Peer-to-peer lending (also known as person-to-person lending, peer-to-peer investing, and social lending; abbreviated frequently as P2P lending) is the practice of lending money to previously unrelated individuals or “peers” without the intermediation of traditional financial institutions (banks). It takes place on online lending platforms that are provided by peer-to-peer lending companies on their websites and is facilitated by credit checking tools of varying complexity.
So basically, its giving uncollateralized loans to strangers over the Internet. Wait, before you run off screaming in horror and questioning my sanity, allow me to explain a bit more. Let’s start off with an example:
Sarah has $8,000 in credit card debt at 23% interest. She would like to be able to pay it off at a more reasonable rate, however loans like this are difficult to secure from a conventional bank. She learns that she can apply for a loan like this at LendingClub.com.
Similar to applying for a credit card, Lending Club runs Sarah’s credit and verifies her information. Based on her credit history, Lending Club offers her a 3 year loan at 12%. She accepts these terms and the loan gets listed on Lending Club for lenders to invest in.
Larry the lender see Sarah’s listing and likes what he sees. He decides to help fund Sarah’s loan. He can contribute any amount from $25 on up. Being a smart lender, Larry likes to be diversified, so he agrees to give Sarah $25. When other lenders have committed enough money to cover Sarah’s request of $8,000, the funds are released to her.
Every month, Sarah makes a payment and Larry gets paid. Lending Club takes care of all of that. If Sarah turns out to be a bad borrower and stop paying, she’ll have collection agencies on her tail and her credit will take a hit, again just like a credit card.
I think P2P lending is great, but when I tell people about it, they tend to think I’m crazy. “You lend money to strangers?!?!” is always the response. I sure do. You know who else does? Citibank, Discover Card and American Express. Want to see what kind of money those guys haul in?
I’ve been lending on the Prosper platform since October of 2010 and on Lending Club since April of 2011. I’m pretty conservative, so I ramped up slowly, but I very much like the results. Here is a quick look at my returns:
Some things to keep in mind should you decide to jump into P2P lending:
- There is a lot to learn. Take a while to study the resources I posted below and start slowly. Get to know your way around the platforms.

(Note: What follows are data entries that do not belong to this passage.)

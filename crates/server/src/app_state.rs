use relay_api::ApiContext;

#[derive(Clone)]
pub(crate) struct AppState {
    pub(crate) api: ApiContext,
}
//! Single-writer owner of the [`ViewState`].

use std::collections::VecDeque;

use tokio::sync::{mpsc, watch};
use tracing::warn;

use crate::{
    backend::SummaryBackend,
    state::{reduce, Effect, Event, ViewState},
};

pub trait Clipboard {
    fn set_text(&mut self, text: &str) -> anyhow::Result<()>;
}

/// Drives [`reduce`] and runs the effects it asks for. Timers run as
/// detached tasks and report back through an internal channel; call
/// [`SummaryController::apply_next_timer`] to fold them into the state.
pub struct SummaryController<B, C> {
    backend: B,
    clipboard: C,
    state: watch::Sender<ViewState>,
    timer_tx: mpsc::UnboundedSender<Event>,
    timer_rx: mpsc::UnboundedReceiver<Event>,
}

impl<B: SummaryBackend, C: Clipboard> SummaryController<B, C> {
    pub fn new(backend: B, clipboard: C) -> Self {
        let (state, _) = watch::channel(ViewState::default());
        let (timer_tx, timer_rx) = mpsc::unbounded_channel();
        Self {
            backend,
            clipboard,
            state,
            timer_tx,
            timer_rx,
        }
    }

    pub fn state(&self) -> ViewState {
        self.state.borrow().clone()
    }

    /// Observers see every transition, including `loading` while a request
    /// is in flight.
    pub fn subscribe(&self) -> watch::Receiver<ViewState> {
        self.state.subscribe()
    }

    pub async fn edit_text(&mut self, text: impl Into<String>) {
        self.handle(Event::TextEdited(text.into())).await;
    }

    pub async fn submit(&mut self) {
        self.handle(Event::SubmitRequested).await;
    }

    pub async fn clear(&mut self) {
        self.handle(Event::ClearRequested).await;
    }

    pub async fn copy_to_clipboard(&mut self) {
        self.handle(Event::CopyRequested).await;
    }

    pub async fn dismiss_error(&mut self) {
        self.handle(Event::ErrorDismissed).await;
    }

    pub async fn toggle_about(&mut self, visible: bool) {
        self.handle(Event::AboutToggled(visible)).await;
    }

    /// Waits for the next timer to fire and applies it.
    pub async fn apply_next_timer(&mut self) {
        if let Some(event) = self.timer_rx.recv().await {
            self.handle(event).await;
        }
    }

    pub async fn handle(&mut self, event: Event) {
        let mut queue = VecDeque::from([event]);
        while let Some(event) = queue.pop_front() {
            let (next, effects) = {
                let current = self.state.borrow();
                reduce(&current, event)
            };
            self.state.send_replace(next);

            for effect in effects {
                match effect {
                    Effect::SendRequest { text } => {
                        let outcome = self.backend.summarize(&text).await;
                        queue.push_back(Event::ResponseSettled(outcome));
                    }
                    Effect::WriteClipboard { text } => {
                        if let Err(error) = self.clipboard.set_text(&text) {
                            warn!(%error, "failed to copy summary to clipboard");
                        }
                    }
                    Effect::Schedule { after, event } => {
                        let tx = self.timer_tx.clone();
                        tokio::spawn(async move {
                            tokio::time::sleep(after).await;
                            let _ = tx.send(event);
                        });
                    }
                }
            }
        }
    }
}

#[cfg(test)]
#[path = "tests/controller_tests.rs"]
mod tests;
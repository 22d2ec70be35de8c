use super::{load_settings_from, parse_origins, Settings};

use std::{collections::HashMap, time::Duration};

fn env_of(pairs: &[(&str, &str)]) -> impl Fn(&str) -> Option<String> {
    let vars: HashMap<String, String> = pairs
        .iter()
        .map(|(k, v)| (k.to_string(), v.to_string()))
        .collect();
    move |key: &str| vars.get(key).cloned()
}

#[test]
fn defaults_listen_on_port_5000_with_fixed_origins() {
    let settings = load_settings_from(None, env_of(&[]));
    assert_eq!(settings.port, 5000);
    assert_eq!(settings.bind_addr(), "0.0.0.0:5000");
    assert_eq!(
        settings.allowed_origins,
        Settings::default().allowed_origins
    );
    assert_eq!(settings.summarizer_timeout(), Some(Duration::from_secs(120)));
}

#[test]
fn port_env_overrides_default() {
    let settings = load_settings_from(None, env_of(&[("PORT", "8080")]));
    assert_eq!(settings.port, 8080);
}

#[test]
fn prefixed_env_beats_bare_env_and_file() {
    let file = r#"
        port = 7000
        summarizer_program = "python3"
    "#;
    let settings = load_settings_from(
        Some(file),
        env_of(&[("PORT", "8080"), ("APP__PORT", "9090")]),
    );
    assert_eq!(settings.port, 9090);
    assert_eq!(settings.summarizer_program, "python3");
}

#[test]
fn file_values_override_defaults() {
    let file = r#"
        allowed_origins = ["https://example.com", "http://localhost:8000"]
        summarizer_script = "server/inference.py"
        summarizer_timeout_secs = 0
    "#;
    let settings = load_settings_from(Some(file), env_of(&[]));
    assert_eq!(
        settings.allowed_origins,
        vec!["https://example.com", "http://localhost:8000"]
    );
    assert_eq!(settings.summarizer_script, "server/inference.py");
    assert_eq!(settings.summarizer_timeout(), None);
}

#[test]
fn invalid_port_keeps_previous_value() {
    let settings = load_settings_from(Some("port = \"abc\""), env_of(&[]));
    assert_eq!(settings.port, 5000);
}

#[test]
fn unparseable_file_is_ignored() {
    let settings = load_settings_from(Some("port = = 1"), env_of(&[("PORT", "6000")]));
    assert_eq!(settings.port, 6000);
}

#[test]
fn origins_are_normalised_and_invalid_ones_dropped() {
    assert_eq!(
        parse_origins("http://localhost:3000/, not a url , https://app.example.com"),
        vec!["http://localhost:3000", "https://app.example.com"]
    );
}

#[test]
fn script_path_is_passed_through_unresolved() {
    assert_eq!(Settings::default().summarizer_script, "inference.py");
    let settings = load_settings_from(
        None,
        env_of(&[("SUMMARIZER_SCRIPT", "/opt/summary/inference.py")]),
    );
    assert_eq!(settings.summarizer_script, "/opt/summary/inference.py");
}
//! Plain-text rendering of the view state.

use std::fmt::Write as _;

use client_core::ViewState;

pub const ABOUT: &str = "\
About This Project
  An AI-powered summarization tool built on a fine-tuned T5 transformer
  model. Enter long-form text and generate a concise summary in one step.
  Summaries are produced by an external model process behind the relay
  service; this client only sends text and shows the result.";

const PLACEHOLDER: &str = "\
  No summary generated yet
  Enter your text and type /go to get started";

pub fn render(state: &ViewState) -> String {
    let mut out = String::new();

    let _ = writeln!(out, "== Enter text to summarize ==");
    if state.text.is_empty() {
        let _ = writeln!(out, "  (empty)");
    } else {
        for line in state.text.lines() {
            let _ = writeln!(out, "  {line}");
        }
    }

    let action = if state.loading {
        "Generating..."
    } else {
        "Generate Summary"
    };
    let copy = if state.copied { "Copied" } else { "Copy" };
    let _ = writeln!(out, "[{action}] [Clear] [{copy}]");

    let _ = writeln!(out, "== Generated Summary ==");
    if state.summary.is_empty() {
        let _ = writeln!(out, "{PLACEHOLDER}");
    } else {
        for line in state.summary.lines() {
            let _ = writeln!(out, "  {line}");
        }
    }

    if state.about_visible {
        let _ = writeln!(out, "\n{ABOUT}");
    }

    if let Some(message) = state.error_message() {
        let _ = writeln!(out, "\n! {message}");
    }

    out
}

#[cfg(test)]
#[path = "tests/render_tests.rs"]
mod tests;
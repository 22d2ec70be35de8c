use super::*;

use std::time::Instant;

fn shell(script: &str) -> ProcessSummarizer {
    ProcessSummarizer::new("sh").arg("-c").arg(script)
}

#[cfg(unix)]
#[tokio::test]
async fn trims_collected_stdout() {
    let summarizer = shell("cat >/dev/null; printf '  hello world  \\n'");
    let summary = summarizer.summarize("anything").await.expect("summary");
    assert_eq!(summary, "hello world");
}

#[cfg(unix)]
#[tokio::test]
async fn writes_single_json_document_then_closes_stdin() {
    // `cat` only exits once stdin reaches EOF.
    let summarizer = shell("cat");
    let echoed = summarizer
        .summarize("line one\nline \"two\"")
        .await
        .expect("echo");
    let decoded: SummarizeRequest = serde_json::from_str(&echoed).expect("json");
    assert_eq!(decoded.text, "line one\nline \"two\"");
}

#[cfg(unix)]
#[tokio::test]
async fn forwards_empty_text_as_is() {
    let summarizer = shell("cat");
    let echoed = summarizer.summarize("").await.expect("echo");
    assert_eq!(echoed, r#"{"text":""}"#);
}

#[cfg(unix)]
#[tokio::test]
async fn non_zero_exit_is_failure_even_with_stdout() {
    let summarizer = shell("cat >/dev/null; echo partial; echo boom >&2; exit 1");
    let err = summarizer
        .summarize("text")
        .await
        .expect_err("should fail");
    match err {
        SummarizeError::NonZeroExit { code, stderr } => {
            assert_eq!(code, Some(1));
            assert!(stderr.contains("boom"));
        }
        other => panic!("unexpected error: {other}"),
    }
}

#[cfg(unix)]
#[tokio::test]
async fn hung_process_times_out() {
    let summarizer = shell("sleep 5").with_timeout(Some(Duration::from_millis(200)));
    let started = Instant::now();
    let err = summarizer
        .summarize("text")
        .await
        .expect_err("should time out");
    assert!(err.is_timeout());
    assert!(started.elapsed() < Duration::from_secs(4));
}

#[cfg(unix)]
#[tokio::test]
async fn process_that_ignores_input_still_succeeds() {
    let summarizer = shell("printf done");
    let large = "x".repeat(1024 * 1024);
    let summary = summarizer.summarize(&large).await.expect("summary");
    assert_eq!(summary, "done");
}

#[tokio::test]
async fn missing_program_reports_spawn_failure() {
    let summarizer = ProcessSummarizer::new("definitely-not-a-summarizer-binary");
    let err = summarizer
        .summarize("text")
        .await
        .expect_err("should fail");
    assert!(matches!(err, SummarizeError::Spawn { .. }));
    assert!(!err.is_timeout());
}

- Diversify! Spread your money out. I would recommend not having more than 1 or 2 percent of your money in any one loan.
- Prosper and Lending Club are both SEC regulated. When the platforms first appeared, they were a bit rough around the edges and a lot of bad borrowers slipped through the cracks. With SEC oversight, the platforms have quickly matured.
- I started out very risk averse, only investing in the safest of loans. However, lenders with the highest returns invest in the riskier loan classes. They have greater defaults, but the higher returns more than make up for it.
- You will have defaults and some of them will be painful. There are still scammers who will make 1 or 2 payments and then are never heard from again. However, this is becoming less of an issue. Don’t dwell on defaults.
Want to learn more? Check out these sites:
- The definitive site for information is Peter Renton’s excellent Lend Academy. I highly suggest you devote a good chunk of time reviewing this site. There is a wealth of information here.
- Nickel Steamroller has an awesome portfolio analyzer (Lending Club only) and a lot of other great stuff.
- Prosper Stats is a nice tool for analyzing data from Prosper.
I truly like P2P lending more every day. I don’t think I’ll ever beat the returns of a really good year in the market, but there is a good chance I can beat the my stock portfolio over the long haul. As I get closer to retirement, I need to change my portfolio from growth to income. I see P2P lending as providing me a substantial source of this income and look forward to increasing my investments substantially.
I have much more to say on the topic. In a couple weeks, I’ll publish another post on my Lending Club and Prosper strategies. I’ll also break down my performance at least once a quarter.